Une matinée de début d’année teintée d’horreur. Ce vendredi 2 janvier 2026, les habitants d’Ariwara, dans le territoire d’Aru, se sont réveillés avec la macabre découverte de deux corps sans vie au cœur de leur centre-ville. Loin de l’euphorie des festivités, c’est un lourd silence qui plane désormais sur cette localité de l’Ituri, située à plus de 200 kilomètres de Bunia. « On ne s’attendait pas à ça en cette période de fête. C’est un choc pour toute la communauté », confie, la voix tremblante, un commerçant qui a requis l’anonymat. Comment en est-on arrivé là ? Deux vies fauchées, deux drames aux causes distinctes mais qui interrogent profondément la société congolaise.
La première victime, un homme non identifié, a été victime de la colère populaire. Accusé d’avoir dérobé des téléphones portables dans un bar de la place, il a été pris à partie par un groupe d’habitants. Les sources locales rapportent des actes de torture qui ont malheureusement conduit à sa mort. Ce lynchage d’un présumé voleur soulève des questions brûlantes sur le recours à la justice expéditive. Dans une région où la confiance envers les institutions peut être fragile, la population prend-elle trop souvent les choses en main ? Ce fait divers à Aru en 2026 n’est malheureusement pas un cas isolé et révèle une faille dans le système judiciaire local.
Le second drame est d’une nature différente mais tout aussi tragique. Un jeune homme a perdu la vie après avoir ingurgité une quantité massive de boissons fortement alcoolisées. Son décès est survenu quelques heures seulement après cette consommation, plongeant sa famille et ses proches dans une douleur incompréhensible. Ce cas met en lumière un fléau qui gangrène de nombreuses communautés : la consommation excessive d’alcool chez les jeunes. En pleine période de célébrations du Nouvel An, la frontière entre la fête et le danger semble s’être estompée. Jusqu’où va-t-on pour chercher l’évasion ?
Face à cette double tragédie, les autorités ont réagi. Jean-Robert Ndjalonga, coordonnateur provincial de la Protection civile en Ituri, a confirmé les informations et lancé un appel solennel. Il exhorte la population à cesser de se faire justice elle-même et à saisir les instances judiciaires compétentes en cas de vol, d’escroquerie ou de tout autre acte répréhensible. « La loi doit primer. Chaque vie est précieuse et nul n’a le droit de l’ôter, quel que soit le prétexte », a-t-il déclaré, rappelant les fondamentaux de l’État de droit.

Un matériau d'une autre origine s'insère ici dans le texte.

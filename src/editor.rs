//! Backup-before-write / restore-on-failure wrapper for single-note edits.
//!
//! Every mutation copies the original bytes to a timestamped sibling
//! backup first. On success the backup is deleted (delete keeps its
//! backup briefly for a recovery window); on failure the original bytes
//! are restored before the error propagates. If restoration itself fails,
//! the compound error names both causes and the preserved backup path.

use chrono::Local;
use std::path::{Path, PathBuf};
use std::time::Duration;

use crate::error::{Result, VaultError};
use crate::notes::{parse_note, stringify_note};

/// How long a delete's backup is retained before the async purge.
const DELETE_BACKUP_RETENTION: Duration = Duration::from_secs(30);

/// A single-note mutation.
#[derive(Debug, Clone)]
pub enum EditOperation {
    /// Append to the note body, after the frontmatter block.
    Append(String),
    /// Prepend to the note body, after the frontmatter block.
    Prepend(String),
    /// Replace the whole file content.
    Replace(String),
    /// Delete the note. The backup doubles as a short-lived trash copy.
    Delete,
}

/// Apply an edit to an existing note. Returns the backup path for
/// `Delete` (recoverable until the purge runs), `None` otherwise.
pub async fn apply(path: &Path, op: EditOperation) -> Result<Option<PathBuf>> {
    match op {
        EditOperation::Delete => delete_note(path).await.map(Some),
        EditOperation::Replace(content) => {
            apply_with(path, move |_| Ok(content)).await?;
            Ok(None)
        }
        EditOperation::Append(text) => {
            apply_with(path, move |current| {
                let mut note = parse_note(&current)?;
                if !note.body.is_empty() && !note.body.ends_with('\n') {
                    note.body.push('\n');
                }
                note.body.push_str(&text);
                Ok(stringify_note(&note))
            })
            .await?;
            Ok(None)
        }
        EditOperation::Prepend(text) => {
            apply_with(path, move |current| {
                let mut note = parse_note(&current)?;
                let mut body = text;
                if !body.ends_with('\n') {
                    body.push('\n');
                }
                body.push_str(&note.body);
                note.body = body;
                Ok(stringify_note(&note))
            })
            .await?;
            Ok(None)
        }
    }
}

/// Backup, transform, write. The transform seam exists so tests can
/// inject a failure between backup creation and the final write.
pub(crate) async fn apply_with<F>(path: &Path, transform: F) -> Result<()>
where
    F: FnOnce(String) -> Result<String>,
{
    if !tokio::fs::try_exists(path).await? {
        return Err(VaultError::NoteNotFound(path.display().to_string()));
    }

    let current = tokio::fs::read_to_string(path).await?;
    let backup = backup_path(path);
    tokio::fs::copy(path, &backup).await?;

    let outcome = match transform(current) {
        Ok(next) => tokio::fs::write(path, next).await.map_err(VaultError::from),
        Err(e) => Err(e),
    };

    match outcome {
        Ok(()) => {
            if let Err(e) = tokio::fs::remove_file(&backup).await {
                log::warn!(
                    "[EDITOR] Edit succeeded but backup {} was not deleted: {e}",
                    backup.display()
                );
            }
            Ok(())
        }
        Err(original) => Err(restore(path, backup, original).await),
    }
}

/// Delete with a short recovery window: the timestamped backup survives
/// the delete and is purged asynchronously.
async fn delete_note(path: &Path) -> Result<PathBuf> {
    if !tokio::fs::try_exists(path).await? {
        return Err(VaultError::NoteNotFound(path.display().to_string()));
    }

    let backup = backup_path(path);
    tokio::fs::copy(path, &backup).await?;

    if let Err(e) = tokio::fs::remove_file(path).await {
        return Err(restore(path, backup, e.into()).await);
    }

    let purge_target = backup.clone();
    tokio::spawn(async move {
        tokio::time::sleep(DELETE_BACKUP_RETENTION).await;
        if let Err(e) = tokio::fs::remove_file(&purge_target).await {
            log::warn!(
                "[EDITOR] Could not purge delete backup {}: {e}",
                purge_target.display()
            );
        }
    });

    Ok(backup)
}

/// Restore original bytes from the backup and clean it up. Produces the
/// error to propagate: the original failure, or the compound rollback
/// failure when restoration itself failed (backup kept in that case).
async fn restore(path: &Path, backup: PathBuf, original: VaultError) -> VaultError {
    match tokio::fs::copy(&backup, path).await {
        Ok(_) => {
            if let Err(e) = tokio::fs::remove_file(&backup).await {
                log::warn!(
                    "[EDITOR] Restored {} but could not delete backup {}: {e}",
                    path.display(),
                    backup.display()
                );
            }
            original
        }
        Err(restore_error) => {
            log::error!(
                "[EDITOR] Restoration of {} failed; backup preserved at {}",
                path.display(),
                backup.display()
            );
            VaultError::Rollback {
                original: Box::new(original),
                restore_error,
                backup_path: backup,
            }
        }
    }
}

fn backup_path(path: &Path) -> PathBuf {
    let stamp = Local::now().format("%Y%m%d-%H%M%S%.3f");
    PathBuf::from(format!("{}.{stamp}.bak", path.display()))
}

Son message est clair : la violence ne résout rien, elle ne fait qu’alimenter un cycle infernal.
Au-delà des constats, ces décès à Ariwara en Ituri invitent à une analyse collective. D’un côté, la précarité économique et le sentiment d’insécurité poussent parfois les citoyens à des actes désespérés, que ce soit le vol ou la vindicte populaire. De l’autre, le désœuvrement et le manque de perspectives pour la jeunesse peuvent conduire à des comportements à risque, comme l’alcoolisation massive. Ces deux facettes d’une même réalité sociale interpellent les dirigeants locaux et nationaux. Quelle politique de prévention mettre en place ? Comment renforcer la présence et l’efficacité de la justice dans les zones éloignées ?

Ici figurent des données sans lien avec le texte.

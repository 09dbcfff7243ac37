//! Cross-document link rewriting on note move/delete.
//!
//! Scans every note for `[[Name]]`, `[[Name|alias]]`, and `[text](Name.md)`
//! references and rewrites or marks them. Matching is by extension-less
//! base name only: two notes sharing a base name in different folders are
//! indistinguishable here (accepted limitation, not to be fixed silently).

use regex::Regex;
use std::borrow::Cow;
use std::path::Path;

use crate::error::Result;
use crate::notes::file_ops;

/// What happened to the referenced note.
#[derive(Debug, Clone)]
pub enum LinkUpdate {
    /// Renamed within the same vault; references follow the new name.
    Rename { new_name: String },
    /// Deleted; references are struck through rather than removed, so the
    /// breakage stays visible instead of silent.
    Delete,
    /// Moved out to another vault; references in the origin vault are
    /// qualified with the destination vault.
    MoveOut {
        dest_vault: String,
        origin_vault: String,
    },
    /// Moved in from another vault; references in the destination vault
    /// are qualified with the source vault.
    MoveIn { source_vault: String },
}

/// Rewrite references to `old_name` across all notes under `vault_root`,
/// skipping `skip` (the moved note's own file). Returns the number of
/// files whose content actually changed, not the number scanned.
pub async fn update_references(
    vault_root: &Path,
    old_name: &str,
    update: &LinkUpdate,
    skip: Option<&Path>,
) -> Result<usize> {
    let files = file_ops::list_notes(vault_root).await?;
    let mut changed = 0;

    for file in files {
        if skip.is_some_and(|s| s == file) {
            continue;
        }
        let content = tokio::fs::read_to_string(&file).await?;
        let rewritten = rewrite_references(&content, old_name, update);
        if rewritten != content {
            tokio::fs::write(&file, rewritten).await?;
            changed += 1;
        }
    }

    if changed > 0 {
        log::info!(
            "[LINKS] Updated references to '{old_name}' in {changed} file(s)"
        );
    }
    Ok(changed)
}

/// Rewrite all references to `old_name` in a single body.
pub fn rewrite_references(content: &str, old_name: &str, update: &LinkUpdate) -> String {
    let name = regex::escape(old_name);
    // [[Name]] or [[Name|alias]]
    let wiki = Regex::new(&format!(r"\[\[{name}(\|[^\]]+)?\]\]")).expect("escaped name");
    // [text](Name.md)
    let md = Regex::new(&format!(r"\[([^\]]*)\]\({name}\.md\)")).expect("escaped name");

    let pass_one = wiki.replace_all(content, |caps: &regex::Captures| {
        let alias = caps.get(1).map(|m| m.as_str()).unwrap_or("");
        match update {
            LinkUpdate::Rename { new_name } => format!("[[{new_name}{alias}]]"),
            LinkUpdate::Delete => format!("~~[[{old_name}{alias}]]~~"),
            LinkUpdate::MoveOut {
                dest_vault,
                origin_vault,
            } => format!(
                "[[{dest_vault}/{old_name}{alias}]] <!-- moved from {origin_vault} -->"
            ),
            LinkUpdate::MoveIn { source_vault } => format!(
                "[[{source_vault}/{old_name}{alias}]] <!-- moved from {source_vault} -->"
            ),
        }
    });

    let pass_two: Cow<'_, str> = md.replace_all(&pass_one, |caps: &regex::Captures| {
        let text = &caps[1];
        match update {
            LinkUpdate::Rename { new_name } => format!("[{text}]({new_name}.md)"),
            LinkUpdate::Delete => format!("~~[{text}]({old_name}.md)~~"),
            LinkUpdate::MoveOut {
                dest_vault,
                origin_vault,
            } => format!(
                "[{text}]({dest_vault}/{old_name}.md) <!-- moved from {origin_vault} -->"
            ),
            LinkUpdate::MoveIn { source_vault } => format!(
                "[{text}]({source_vault}/{old_name}.md) <!-- moved from {source_vault} -->"
            ),
        }
    });

    pass_two.into_owned()
}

La conclusion s’impose d’elle-même : ces drames sont le symptôme de maux plus profonds. Ils mettent en lumière l’urgence de renforcer le tissu social, d’éduquer aux dangers de l’alcool et de restaurer la confiance entre la population et ses institutions. La période des fêtes, synonyme de joie et de retrouvailles, ne doit pas se transformer en champ de tragédies évitables. La société congolaise dans son ensemble est appelée à une prise de conscience. Chaque vie perdue à Ariwara est un signal d’alarme qu’il ne faut plus ignorer. Le chemin vers la paix et la sécurité passe nécessairement par le respect de la dignité humaine et par un accès équitable à la justice pour tous.